▸ **Activity**:
Copy the records below exactly as they are written.

(Data Opens)

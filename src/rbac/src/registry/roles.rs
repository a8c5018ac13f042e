//! Role catalog and role-permission grants

use crate::derive::humanize;
use crate::error::Result;
use crate::registry::PermissionRegistry;
use crate::store::RbacStore;
use crate::types::{NewRole, Permission, PermissionId, Role, UserId};
use std::collections::BTreeSet;
use std::sync::Arc;
use tracing::debug;

/// Catalog of roles keyed by slug
///
/// Mutations that reference a permission slug create the permission on demand,
/// named after its slug.
#[derive(Clone)]
pub struct RoleRegistry {
    store: Arc<dyn RbacStore>,
    permissions: PermissionRegistry,
}

impl RoleRegistry {
    pub fn new(store: Arc<dyn RbacStore>) -> Self {
        let permissions = PermissionRegistry::new(store.clone());
        Self { store, permissions }
    }

    pub async fn find_by_slug(&self, slug: &str) -> Result<Option<Role>> {
        self.store.find_role(slug).await
    }

    /// Create a role, failing with `DuplicateSlug` if the slug exists
    pub async fn create(&self, name: &str, slug: &str, description: Option<&str>) -> Result<Role> {
        let role = self
            .store
            .insert_role(NewRole::new(slug, name).with_description_opt(description))
            .await?;
        debug!(slug = %role.slug, id = role.id, "Role created");
        Ok(role)
    }

    /// Return the role with this slug, creating it if absent
    pub async fn create_or_get(
        &self,
        slug: &str,
        name: &str,
        description: Option<&str>,
    ) -> Result<Role> {
        let upserted = self
            .store
            .upsert_role(NewRole::new(slug, name).with_description_opt(description))
            .await?;
        Ok(upserted.into_inner())
    }

    pub async fn list(&self) -> Result<Vec<Role>> {
        self.store.list_roles().await
    }

    pub async fn count(&self) -> Result<u64> {
        self.store.count_roles().await
    }

    /// Delete one role together with its permission and user grants
    pub async fn delete(&self, slug: &str) -> Result<bool> {
        self.store.delete_role(slug).await
    }

    /// Delete every role; returns the number of rows removed
    pub async fn delete_all(&self) -> Result<u64> {
        self.store.delete_all_roles().await
    }

    /// Permissions attached to the role
    pub async fn permissions(&self, role: &Role) -> Result<Vec<Permission>> {
        self.store.role_permissions(role.id).await
    }

    /// Users holding the role
    pub async fn users(&self, role: &Role) -> Result<Vec<UserId>> {
        self.store.role_users(role.id).await
    }

    async fn permission_for(&self, slug: &str) -> Result<Permission> {
        self.permissions
            .create_or_get(slug, &humanize(slug), None)
            .await
    }

    /// Grant one permission; false if it was already attached
    pub async fn attach_permission(&self, role: &Role, permission_slug: &str) -> Result<bool> {
        let permission = self.permission_for(permission_slug).await?;
        let attached = self.store.attach_permission(role.id, permission.id).await?;
        if attached {
            debug!(role = %role.slug, permission = permission_slug, "Permission attached");
        }
        Ok(attached)
    }

    /// Grant several permissions; true if at least one was newly attached
    pub async fn attach_permissions<S: AsRef<str>>(
        &self,
        role: &Role,
        permission_slugs: &[S],
    ) -> Result<bool> {
        let mut changed = false;
        for slug in permission_slugs {
            changed |= self.attach_permission(role, slug.as_ref()).await?;
        }
        Ok(changed)
    }

    /// Make the role's permission set exactly `permission_slugs`
    ///
    /// An empty list is a no-op and leaves the current grants untouched.
    /// Returns true if anything was attached or detached.
    pub async fn sync_permissions<S: AsRef<str>>(
        &self,
        role: &Role,
        permission_slugs: &[S],
    ) -> Result<bool> {
        if permission_slugs.is_empty() {
            return Ok(false);
        }

        let mut target: BTreeSet<PermissionId> = BTreeSet::new();
        for slug in permission_slugs {
            target.insert(self.permission_for(slug.as_ref()).await?.id);
        }

        let current: BTreeSet<PermissionId> = self
            .store
            .role_permissions(role.id)
            .await?
            .into_iter()
            .map(|p| p.id)
            .collect();

        let mut attached = 0usize;
        for id in target.difference(&current) {
            if self.store.attach_permission(role.id, *id).await? {
                attached += 1;
            }
        }

        let mut detached = 0usize;
        for id in current.difference(&target) {
            if self.store.detach_permission(role.id, *id).await? {
                detached += 1;
            }
        }

        debug!(role = %role.slug, attached, detached, "Permissions synced");
        Ok(attached + detached > 0)
    }

    pub async fn has_permission(&self, role: &Role, permission_slug: &str) -> Result<bool> {
        self.store
            .role_has_any_permission(role.id, &[permission_slug.to_string()])
            .await
    }

    /// True if the role holds any of the permissions; false for an empty list
    pub async fn has_any_permission<S: AsRef<str>>(
        &self,
        role: &Role,
        permission_slugs: &[S],
    ) -> Result<bool> {
        let slugs = to_owned(permission_slugs);
        self.store.role_has_any_permission(role.id, &slugs).await
    }

    /// Revoke one permission; false if it was not attached
    pub async fn detach_permission(&self, role: &Role, permission_slug: &str) -> Result<bool> {
        match self.store.find_permission(permission_slug).await? {
            Some(permission) => self.store.detach_permission(role.id, permission.id).await,
            None => Ok(false),
        }
    }

    /// Revoke several permissions; returns how many were attached
    pub async fn detach_permissions<S: AsRef<str>>(
        &self,
        role: &Role,
        permission_slugs: &[S],
    ) -> Result<u64> {
        let slugs = to_owned(permission_slugs);
        let mut count = 0;
        for permission in self.store.find_permissions(&slugs).await? {
            if self.store.detach_permission(role.id, permission.id).await? {
                count += 1;
            }
        }
        Ok(count)
    }

    /// Revoke every permission; returns the prior count
    pub async fn detach_all_permissions(&self, role: &Role) -> Result<u64> {
        self.store.detach_all_permissions(role.id).await
    }
}

fn to_owned<S: AsRef<str>>(slugs: &[S]) -> Vec<String> {
    slugs.iter().map(|s| s.as_ref().to_string()).collect()
}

(Data Closes)

▸ **Task solution**:
filename src/rbac/src/registry/roles.rs
repository a8c5018ac13f042e
//! Role catalog and role-permission grants

use crate::derive::humanize;
use crate::error::Result;
use crate::registry::PermissionRegistry;
use crate::store::RbacStore;
use crate::types::{NewRole, Permission, PermissionId, Role, UserId};
use std::collections::BTreeSet;
use std::sync::Arc;
use tracing::debug;

/// Catalog of roles keyed by slug
///
/// Mutations that reference a permission slug create the permission on demand,
/// named after its slug.
#[derive(Clone)]
pub struct RoleRegistry {
    store: Arc<dyn RbacStore>,
    permissions: PermissionRegistry,
}

impl RoleRegistry {
    pub fn new(store: Arc<dyn RbacStore>) -> Self {
        let permissions = PermissionRegistry::new(store.clone());
        Self { store, permissions }
    }

    pub async fn find_by_slug(&self, slug: &str) -> Result<Option<Role>> {
        self.store.find_role(slug).await
    }

    /// Create a role, failing with `DuplicateSlug` if the slug exists
    pub async fn create(&self, name: &str, slug: &str, description: Option<&str>) -> Result<Role> {
        let role = self
            .store
            .insert_role(NewRole::new(slug, name).with_description_opt(description))
            .await?;
        debug!(slug = %role.slug, id = role.id, "Role created");
        Ok(role)
    }

    /// Return the role with this slug, creating it if absent
    pub async fn create_or_get(
        &self,
        slug: &str,
        name: &str,
        description: Option<&str>,
    ) -> Result<Role> {
        let upserted = self
            .store
            .upsert_role(NewRole::new(slug, name).with_description_opt(description))
            .await?;
        Ok(upserted.into_inner())
    }

    pub async fn list(&self) -> Result<Vec<Role>> {
        self.store.list_roles().await
    }

    pub async fn count(&self) -> Result<u64> {
        self.store.count_roles().await
    }

    /// Delete one role together with its permission and user grants
    pub async fn delete(&self, slug: &str) -> Result<bool> {
        self.store.delete_role(slug).await
    }

    /// Delete every role; returns the number of rows removed
    pub async fn delete_all(&self) -> Result<u64> {
        self.store.delete_all_roles().await
    }

    /// Permissions attached to the role
    pub async fn permissions(&self, role: &Role) -> Result<Vec<Permission>> {
        self.store.role_permissions(role.id).await
    }

    /// Users holding the role
    pub async fn users(&self, role: &Role) -> Result<Vec<UserId>> {
        self.store.role_users(role.id).await
    }

    async fn permission_for(&self, slug: &str) -> Result<Permission> {
        self.permissions
            .create_or_get(slug, &humanize(slug), None)
            .await
    }

    /// Grant one permission; false if it was already attached
    pub async fn attach_permission(&self, role: &Role, permission_slug: &str) -> Result<bool> {
        let permission = self.permission_for(permission_slug).await?;
        let attached = self.store.attach_permission(role.id, permission.id).await?;
        if attached {
            debug!(role = %role.slug, permission = permission_slug, "Permission attached");
        }
        Ok(attached)
    }

    /// Grant several permissions; true if at least one was newly attached
    pub async fn attach_permissions<S: AsRef<str>>(
        &self,
        role: &Role,
        permission_slugs: &[S],
    ) -> Result<bool> {
        let mut changed = false;
        for slug in permission_slugs {
            changed |= self.attach_permission(role, slug.as_ref()).await?;
        }
        Ok(changed)
    }

    /// Make the role's permission set exactly `permission_slugs`
    ///
    /// An empty list is a no-op and leaves the current grants untouched.
    /// Returns true if anything was attached or detached.
    pub async fn sync_permissions<S: AsRef<str>>(
        &self,
        role: &Role,
        permission_slugs: &[S],
    ) -> Result<bool> {
        if permission_slugs.is_empty() {
            return Ok(false);
        }

        let mut target: BTreeSet<PermissionId> = BTreeSet::new();
        for slug in permission_slugs {
            target.insert(self.permission_for(slug.as_ref()).await?.id);
        }

        let current: BTreeSet<PermissionId> = self
            .store
            .role_permissions(role.id)
            .await?
            .into_iter()
            .map(|p| p.id)
            .collect();

        let mut attached = 0usize;
        for id in target.difference(&current) {
            if self.store.attach_permission(role.id, *id).await? {
                attached += 1;
            }
        }

        let mut detached = 0usize;
        for id in current.difference(&target) {
            if self.store.detach_permission(role.id, *id).await? {
                detached += 1;
            }
        }

        debug!(role = %role.slug, attached, detached, "Permissions synced");
        Ok(attached + detached > 0)
    }

    pub async fn has_permission(&self, role: &Role, permission_slug: &str) -> Result<bool> {
        self.store
            .role_has_any_permission(role.id, &[permission_slug.to_string()])
            .await
    }

    /// True if the role holds any of the permissions; false for an empty list
    pub async fn has_any_permission<S: AsRef<str>>(
        &self,
        role: &Role,
        permission_slugs: &[S],
    ) -> Result<bool> {
        let slugs = to_owned(permission_slugs);
        self.store.role_has_any_permission(role.id, &slugs).await
    }

    /// Revoke one permission; false if it was not attached
    pub async fn detach_permission(&self, role: &Role, permission_slug: &str) -> Result<bool> {
        match self.store.find_permission(permission_slug).await? {
            Some(permission) => self.store.detach_permission(role.id, permission.id).await,
            None => Ok(false),
        }
    }

    /// Revoke several permissions; returns how many were attached
    pub async fn detach_permissions<S: AsRef<str>>(
        &self,
        role: &Role,
        permission_slugs: &[S],
    ) -> Result<u64> {
        let slugs = to_owned(permission_slugs);
        let mut count = 0;
        for permission in self.store.find_permissions(&slugs).await? {
            if self.store.detach_permission(role.id, permission.id).await? {
                count += 1;
            }
        }
        Ok(count)
    }

    /// Revoke every permission; returns the prior count
    pub async fn detach_all_permissions(&self, role: &Role) -> Result<u64> {
        self.store.detach_all_permissions(role.id).await
    }
}

fn to_owned<S: AsRef<str>>(slugs: &[S]) -> Vec<String> {
    slugs.iter().map(|s| s.as_ref().to_string()).collect()
}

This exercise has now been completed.